Data excerpts:
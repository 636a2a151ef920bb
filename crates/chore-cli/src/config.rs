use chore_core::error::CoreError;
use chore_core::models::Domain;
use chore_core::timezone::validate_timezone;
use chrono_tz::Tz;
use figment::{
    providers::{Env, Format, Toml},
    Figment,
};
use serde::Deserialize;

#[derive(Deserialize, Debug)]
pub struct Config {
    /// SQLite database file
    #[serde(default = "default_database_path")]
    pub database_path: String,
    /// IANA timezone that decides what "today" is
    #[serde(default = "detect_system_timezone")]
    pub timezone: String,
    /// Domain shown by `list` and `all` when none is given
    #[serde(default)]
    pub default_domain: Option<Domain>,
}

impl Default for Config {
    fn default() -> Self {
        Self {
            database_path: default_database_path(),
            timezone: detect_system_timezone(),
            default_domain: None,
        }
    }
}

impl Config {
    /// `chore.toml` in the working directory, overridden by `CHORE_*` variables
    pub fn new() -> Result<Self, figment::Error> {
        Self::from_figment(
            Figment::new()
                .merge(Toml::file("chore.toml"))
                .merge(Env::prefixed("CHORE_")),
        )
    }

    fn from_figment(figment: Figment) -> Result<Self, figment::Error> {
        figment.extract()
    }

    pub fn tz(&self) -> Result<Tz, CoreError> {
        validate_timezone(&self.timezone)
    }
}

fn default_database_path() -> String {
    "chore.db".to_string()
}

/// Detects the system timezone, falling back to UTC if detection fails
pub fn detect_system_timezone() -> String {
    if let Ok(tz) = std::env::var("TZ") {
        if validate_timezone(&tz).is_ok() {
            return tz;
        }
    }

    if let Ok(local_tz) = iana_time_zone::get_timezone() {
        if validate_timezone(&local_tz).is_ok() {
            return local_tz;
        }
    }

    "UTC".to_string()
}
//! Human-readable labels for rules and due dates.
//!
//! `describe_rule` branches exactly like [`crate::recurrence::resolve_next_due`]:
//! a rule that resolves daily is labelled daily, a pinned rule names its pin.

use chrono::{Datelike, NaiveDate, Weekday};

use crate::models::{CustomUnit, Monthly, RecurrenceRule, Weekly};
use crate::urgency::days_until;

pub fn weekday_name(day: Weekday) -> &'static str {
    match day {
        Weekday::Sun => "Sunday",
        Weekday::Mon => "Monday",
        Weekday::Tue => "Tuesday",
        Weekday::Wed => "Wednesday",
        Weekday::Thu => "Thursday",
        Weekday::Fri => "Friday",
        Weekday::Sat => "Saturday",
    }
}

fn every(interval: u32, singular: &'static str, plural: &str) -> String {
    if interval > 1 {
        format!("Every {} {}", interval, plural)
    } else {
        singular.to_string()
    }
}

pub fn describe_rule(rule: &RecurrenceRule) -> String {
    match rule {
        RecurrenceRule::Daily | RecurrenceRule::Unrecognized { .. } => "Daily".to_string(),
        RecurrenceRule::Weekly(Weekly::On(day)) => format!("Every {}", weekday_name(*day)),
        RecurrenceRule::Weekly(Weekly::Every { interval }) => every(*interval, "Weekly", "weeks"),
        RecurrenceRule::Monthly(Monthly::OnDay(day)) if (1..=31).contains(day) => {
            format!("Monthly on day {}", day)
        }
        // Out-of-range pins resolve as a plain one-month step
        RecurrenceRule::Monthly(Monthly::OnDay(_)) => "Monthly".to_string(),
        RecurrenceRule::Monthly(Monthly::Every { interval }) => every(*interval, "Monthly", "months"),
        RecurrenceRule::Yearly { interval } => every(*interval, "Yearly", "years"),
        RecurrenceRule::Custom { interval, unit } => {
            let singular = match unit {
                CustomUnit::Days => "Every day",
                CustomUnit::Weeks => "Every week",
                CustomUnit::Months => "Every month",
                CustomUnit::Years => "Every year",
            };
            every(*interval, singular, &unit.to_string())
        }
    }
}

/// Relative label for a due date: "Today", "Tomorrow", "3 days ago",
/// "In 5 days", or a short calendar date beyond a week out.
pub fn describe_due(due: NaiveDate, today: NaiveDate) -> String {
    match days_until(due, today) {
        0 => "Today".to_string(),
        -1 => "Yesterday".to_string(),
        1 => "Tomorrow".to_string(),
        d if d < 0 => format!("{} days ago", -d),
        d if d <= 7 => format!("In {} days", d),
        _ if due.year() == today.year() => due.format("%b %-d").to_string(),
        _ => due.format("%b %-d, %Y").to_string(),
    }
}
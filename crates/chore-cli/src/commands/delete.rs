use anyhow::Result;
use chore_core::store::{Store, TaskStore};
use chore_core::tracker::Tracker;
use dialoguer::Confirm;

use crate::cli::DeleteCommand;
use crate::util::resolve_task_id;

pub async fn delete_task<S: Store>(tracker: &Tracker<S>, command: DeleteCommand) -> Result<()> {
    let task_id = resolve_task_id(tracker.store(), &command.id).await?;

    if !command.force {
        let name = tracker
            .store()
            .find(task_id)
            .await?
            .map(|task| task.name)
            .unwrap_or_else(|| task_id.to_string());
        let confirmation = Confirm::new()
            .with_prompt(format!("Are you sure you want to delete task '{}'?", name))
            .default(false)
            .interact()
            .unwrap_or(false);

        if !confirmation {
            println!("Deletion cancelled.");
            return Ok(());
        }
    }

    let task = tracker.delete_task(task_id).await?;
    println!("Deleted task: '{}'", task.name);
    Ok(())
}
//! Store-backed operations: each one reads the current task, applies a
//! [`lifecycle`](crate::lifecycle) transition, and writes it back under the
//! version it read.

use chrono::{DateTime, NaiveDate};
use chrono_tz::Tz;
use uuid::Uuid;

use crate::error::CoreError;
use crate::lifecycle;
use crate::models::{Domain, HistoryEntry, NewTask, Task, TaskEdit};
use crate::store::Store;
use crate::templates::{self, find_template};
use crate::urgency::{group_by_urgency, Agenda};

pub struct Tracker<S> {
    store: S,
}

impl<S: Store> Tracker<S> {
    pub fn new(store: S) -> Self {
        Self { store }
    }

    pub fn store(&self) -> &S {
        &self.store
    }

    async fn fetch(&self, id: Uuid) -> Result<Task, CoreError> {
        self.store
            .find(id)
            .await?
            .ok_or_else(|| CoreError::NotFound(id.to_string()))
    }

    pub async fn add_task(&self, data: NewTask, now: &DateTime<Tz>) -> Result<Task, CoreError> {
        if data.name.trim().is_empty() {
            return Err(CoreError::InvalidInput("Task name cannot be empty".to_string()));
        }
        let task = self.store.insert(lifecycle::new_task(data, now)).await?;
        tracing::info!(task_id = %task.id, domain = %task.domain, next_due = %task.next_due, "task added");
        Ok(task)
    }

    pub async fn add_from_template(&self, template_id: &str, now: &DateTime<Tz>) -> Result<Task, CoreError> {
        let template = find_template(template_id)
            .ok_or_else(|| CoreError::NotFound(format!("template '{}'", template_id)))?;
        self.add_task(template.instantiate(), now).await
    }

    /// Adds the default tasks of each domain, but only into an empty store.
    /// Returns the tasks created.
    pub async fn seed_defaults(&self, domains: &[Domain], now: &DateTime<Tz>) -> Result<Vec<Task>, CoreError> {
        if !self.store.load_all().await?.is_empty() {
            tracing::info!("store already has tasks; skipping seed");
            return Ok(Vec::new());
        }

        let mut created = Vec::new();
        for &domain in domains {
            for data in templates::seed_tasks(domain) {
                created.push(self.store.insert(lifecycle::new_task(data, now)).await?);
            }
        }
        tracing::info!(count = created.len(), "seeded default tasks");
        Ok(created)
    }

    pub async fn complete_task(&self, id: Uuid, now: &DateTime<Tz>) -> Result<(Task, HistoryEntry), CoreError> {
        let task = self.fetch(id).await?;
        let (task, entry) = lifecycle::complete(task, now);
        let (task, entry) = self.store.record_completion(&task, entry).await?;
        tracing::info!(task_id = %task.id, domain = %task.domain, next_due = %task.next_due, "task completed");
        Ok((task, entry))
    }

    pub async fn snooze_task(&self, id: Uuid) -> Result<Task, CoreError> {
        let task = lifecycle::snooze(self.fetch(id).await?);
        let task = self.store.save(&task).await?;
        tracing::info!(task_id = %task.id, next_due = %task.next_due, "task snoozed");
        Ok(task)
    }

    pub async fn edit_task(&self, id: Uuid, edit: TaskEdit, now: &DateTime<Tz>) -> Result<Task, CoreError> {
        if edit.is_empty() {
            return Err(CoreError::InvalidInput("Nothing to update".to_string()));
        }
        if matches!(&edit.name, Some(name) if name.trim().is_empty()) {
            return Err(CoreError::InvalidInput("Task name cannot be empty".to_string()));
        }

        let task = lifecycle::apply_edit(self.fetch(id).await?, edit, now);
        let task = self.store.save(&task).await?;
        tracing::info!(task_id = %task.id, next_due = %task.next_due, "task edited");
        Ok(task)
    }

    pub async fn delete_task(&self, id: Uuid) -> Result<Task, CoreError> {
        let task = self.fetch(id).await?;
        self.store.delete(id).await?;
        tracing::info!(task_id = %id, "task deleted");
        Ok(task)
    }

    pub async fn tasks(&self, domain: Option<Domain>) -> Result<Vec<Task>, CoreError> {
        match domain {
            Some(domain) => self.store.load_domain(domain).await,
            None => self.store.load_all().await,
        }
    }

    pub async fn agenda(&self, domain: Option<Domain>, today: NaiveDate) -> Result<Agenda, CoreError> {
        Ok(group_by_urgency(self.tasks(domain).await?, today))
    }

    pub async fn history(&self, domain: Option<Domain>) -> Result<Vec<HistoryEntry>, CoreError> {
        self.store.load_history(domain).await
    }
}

...

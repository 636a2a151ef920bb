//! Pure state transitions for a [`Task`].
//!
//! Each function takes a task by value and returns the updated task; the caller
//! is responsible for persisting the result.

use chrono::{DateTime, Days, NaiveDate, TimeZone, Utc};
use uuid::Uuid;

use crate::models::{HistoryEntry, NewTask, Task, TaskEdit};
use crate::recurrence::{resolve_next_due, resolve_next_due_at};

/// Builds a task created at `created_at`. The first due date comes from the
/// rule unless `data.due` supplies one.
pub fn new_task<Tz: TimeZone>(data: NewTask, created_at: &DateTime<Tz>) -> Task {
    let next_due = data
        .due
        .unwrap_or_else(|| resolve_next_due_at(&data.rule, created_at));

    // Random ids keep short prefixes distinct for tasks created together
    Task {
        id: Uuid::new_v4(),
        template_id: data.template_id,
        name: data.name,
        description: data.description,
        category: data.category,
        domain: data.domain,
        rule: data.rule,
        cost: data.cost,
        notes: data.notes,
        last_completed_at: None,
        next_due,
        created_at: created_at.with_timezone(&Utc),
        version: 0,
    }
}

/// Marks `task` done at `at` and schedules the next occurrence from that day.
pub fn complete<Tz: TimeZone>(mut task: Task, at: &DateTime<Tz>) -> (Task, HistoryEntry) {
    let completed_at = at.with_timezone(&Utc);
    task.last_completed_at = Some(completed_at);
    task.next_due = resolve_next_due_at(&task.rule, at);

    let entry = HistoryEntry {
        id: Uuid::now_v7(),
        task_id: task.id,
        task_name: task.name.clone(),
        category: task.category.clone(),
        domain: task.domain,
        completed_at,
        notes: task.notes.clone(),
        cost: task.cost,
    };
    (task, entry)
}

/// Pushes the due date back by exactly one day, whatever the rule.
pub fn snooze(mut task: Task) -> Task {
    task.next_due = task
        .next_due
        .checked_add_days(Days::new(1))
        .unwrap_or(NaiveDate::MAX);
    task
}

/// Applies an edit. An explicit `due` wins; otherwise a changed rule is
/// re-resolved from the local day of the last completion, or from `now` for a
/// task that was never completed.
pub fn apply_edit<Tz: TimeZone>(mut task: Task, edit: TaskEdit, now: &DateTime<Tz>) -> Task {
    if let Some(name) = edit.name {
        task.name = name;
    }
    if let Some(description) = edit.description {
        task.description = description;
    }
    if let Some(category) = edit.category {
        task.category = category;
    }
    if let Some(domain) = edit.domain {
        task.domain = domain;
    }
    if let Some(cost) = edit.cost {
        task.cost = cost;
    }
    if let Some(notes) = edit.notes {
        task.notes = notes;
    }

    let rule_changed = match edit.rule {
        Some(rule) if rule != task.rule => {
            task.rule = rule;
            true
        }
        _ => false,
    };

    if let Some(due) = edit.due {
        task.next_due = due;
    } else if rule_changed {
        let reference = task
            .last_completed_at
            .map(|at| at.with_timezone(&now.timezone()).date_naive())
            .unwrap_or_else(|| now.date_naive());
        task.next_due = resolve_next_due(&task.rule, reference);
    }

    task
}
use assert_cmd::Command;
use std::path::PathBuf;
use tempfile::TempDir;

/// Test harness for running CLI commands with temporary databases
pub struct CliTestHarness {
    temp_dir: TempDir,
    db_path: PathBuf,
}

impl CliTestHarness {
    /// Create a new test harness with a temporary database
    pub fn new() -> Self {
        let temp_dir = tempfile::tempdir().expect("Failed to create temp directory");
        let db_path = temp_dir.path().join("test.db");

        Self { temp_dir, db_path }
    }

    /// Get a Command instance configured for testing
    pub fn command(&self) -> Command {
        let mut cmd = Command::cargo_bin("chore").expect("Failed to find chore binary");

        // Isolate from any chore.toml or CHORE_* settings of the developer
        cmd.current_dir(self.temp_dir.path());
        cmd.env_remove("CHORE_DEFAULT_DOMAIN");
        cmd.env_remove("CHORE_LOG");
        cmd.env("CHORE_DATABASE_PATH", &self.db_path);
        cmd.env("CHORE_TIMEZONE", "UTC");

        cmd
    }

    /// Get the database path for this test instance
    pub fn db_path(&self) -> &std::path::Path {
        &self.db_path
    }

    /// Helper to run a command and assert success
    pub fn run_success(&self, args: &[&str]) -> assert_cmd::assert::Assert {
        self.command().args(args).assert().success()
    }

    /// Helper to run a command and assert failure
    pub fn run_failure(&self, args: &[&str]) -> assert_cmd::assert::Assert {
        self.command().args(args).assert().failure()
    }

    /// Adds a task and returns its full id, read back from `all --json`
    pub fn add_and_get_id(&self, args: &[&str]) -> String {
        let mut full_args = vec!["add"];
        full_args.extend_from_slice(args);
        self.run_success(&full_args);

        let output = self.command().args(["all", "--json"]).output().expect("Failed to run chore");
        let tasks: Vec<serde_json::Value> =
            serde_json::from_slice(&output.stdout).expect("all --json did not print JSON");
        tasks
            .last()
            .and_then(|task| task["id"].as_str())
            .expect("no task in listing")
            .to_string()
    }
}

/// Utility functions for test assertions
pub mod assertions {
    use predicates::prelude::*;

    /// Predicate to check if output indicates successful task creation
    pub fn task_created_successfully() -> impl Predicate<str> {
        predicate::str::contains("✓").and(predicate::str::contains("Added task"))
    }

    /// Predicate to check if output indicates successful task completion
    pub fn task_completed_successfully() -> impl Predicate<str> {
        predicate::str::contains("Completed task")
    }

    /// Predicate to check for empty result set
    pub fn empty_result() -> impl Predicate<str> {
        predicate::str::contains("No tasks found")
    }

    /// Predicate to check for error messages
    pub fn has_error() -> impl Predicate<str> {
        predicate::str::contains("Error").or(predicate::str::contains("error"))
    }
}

Aim of the task ▸
Look over the records above and filter for each line with the word "domains".

Response to this task ▸
    pub async fn seed_defaults(&self, domains: &[Domain], now: &DateTime<Tz>) -> Result<Vec<Task>, CoreError> {
        for &domain in domains {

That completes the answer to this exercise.